Tag Archives: Women

Lillian Broca

October 12 – October 31, 1994

McPherson Library Gallery

This exhibition features a selection of Lillian Broca’s works. She was inspired by the myth of Persephone and other Descant stories as a way to approach stories of abandoned and abused women.

Persephones get dragged down to the Underworld kicking and screaming or as silent, willing victims. Either way they come back with a new vision of the world. The Underworld may be the inner world, the unconscious of the loss of a dearly held belief. It may develop bitterness or compassion.

Lillian Broca, 1994

Judith P. Morgan

August 4 – August 31, 1993

McPherson Library Gallery

An exhibition of works by Judith P. Morgan, a Gitskan Indian from Kitwanga. Her artwork stands apart from most current Native art because she creates her own experiences through painting.

About the Artist:

Judith P. Morgan was born and raised in Kitwanga. Her early career began under the guidance of George Sinclair. She went on to study at the Institute of Art in Kansas City, USA, and later completed her art degree at the University of Kansas.


Marianne Childress

September 17 – October 19, 1990

McPherson Library Gallery

This exhibition features symbolic and expressionistic portrayals of women in the arts and sciences. Many of the pieces were inspired by remarks made by the female subjects in their diaries and biographies.

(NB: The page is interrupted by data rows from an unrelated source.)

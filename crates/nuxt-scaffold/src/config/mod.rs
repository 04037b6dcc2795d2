//! Generator configuration: template location, prompt schema and defaults

pub mod defaults;
pub mod prompts;

use serde::Serialize;
use std::path::PathBuf;

pub use defaults::DefaultContext;
pub use prompts::{prompts, Prompt, PromptDefault, PromptKind};

/// Environment variable overriding the template directory
pub const TEMPLATE_DIR_ENV: &str = "CREATE_NUXT_TEMPLATE_DIR";

/// Template directory used when nothing else is configured
pub const DEFAULT_TEMPLATE_DIR: &str = "template";

/// Settings fixed once at process entry and handed to the resolver
#[derive(Debug, Clone, PartialEq, Eq)]
pub struct ScaffoldConfig {
    /// Root of the template tree; every template path is relative to it
    pub template_root: PathBuf,
    /// Scaffold against the edge release of Nuxt
    pub edge: bool,
}

impl ScaffoldConfig {
    pub fn new(template_root: impl Into<PathBuf>, edge: bool) -> Self {
        Self {
            template_root: template_root.into(),
            edge,
        }
    }

    /// An explicit directory wins over the environment, which wins over the default
    pub fn resolve(template_dir: Option<PathBuf>, edge: bool) -> Self {
        let template_root = template_dir
            .or_else(|| std::env::var_os(TEMPLATE_DIR_ENV).map(PathBuf::from))
            .unwrap_or_else(|| PathBuf::from(DEFAULT_TEMPLATE_DIR));
        Self::new(template_root, edge)
    }

    /// Data made available to templates alongside the answers
    pub fn template_data(&self) -> TemplateData {
        TemplateData { edge: self.edge }
    }
}

#[derive(Debug, Clone, Copy, PartialEq, Eq, Serialize)]
pub struct TemplateData {
    pub edge: bool,
}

Like many women artists, I have deeply felt the need to paint what has become known as “feminist art”… I was frustrated by a society that was blind to the injustice of its double standard.

-Marianne Childress, 1990

Threads of Survival: Chilean Arpilleras of Resistance

January 22 – February 19, 1989

Maltwood Art Museum and Gallery

The arpilleras made in workshops in the slum areas of Santiago have their roots in Chilean folk-art, but in fact, represent a significant break from it. The small appliqué wall-hanings are being created with the explicit purpose of export. They are being sent out to establish links with women abroad as well as to draw attention to the unbearable conditions that exist for people living in Santiago’s shanty towns.

The arpillera workshops are part of a cultural movement of protest in Chile that exists in all art forms. Heavy government repression has not succeeded in curtailing this form of expression. It is to be seen on stage, in cafes, on book shelves, magazine racks, radio stations and in new forms of folk-art, such as the arpilleras.

Created by unnamed Chilean women, these arpilleras document the suffering of a whole country.


Moods and Mysteries: Textile Art by Anne Gro Johanson

January 25 – February 12, 1982

McPherson Library Gallery

When creating a tapestry, Johanson carefully considered the mood created by colour, texture and form. All of her textiles were created using a flat loom.

Art should either come from compassion or passion, compassion is blind to self, while passion is blind to others. The most important aspect of art is, to me, its emotional impact, because emotions are so repressed in our society.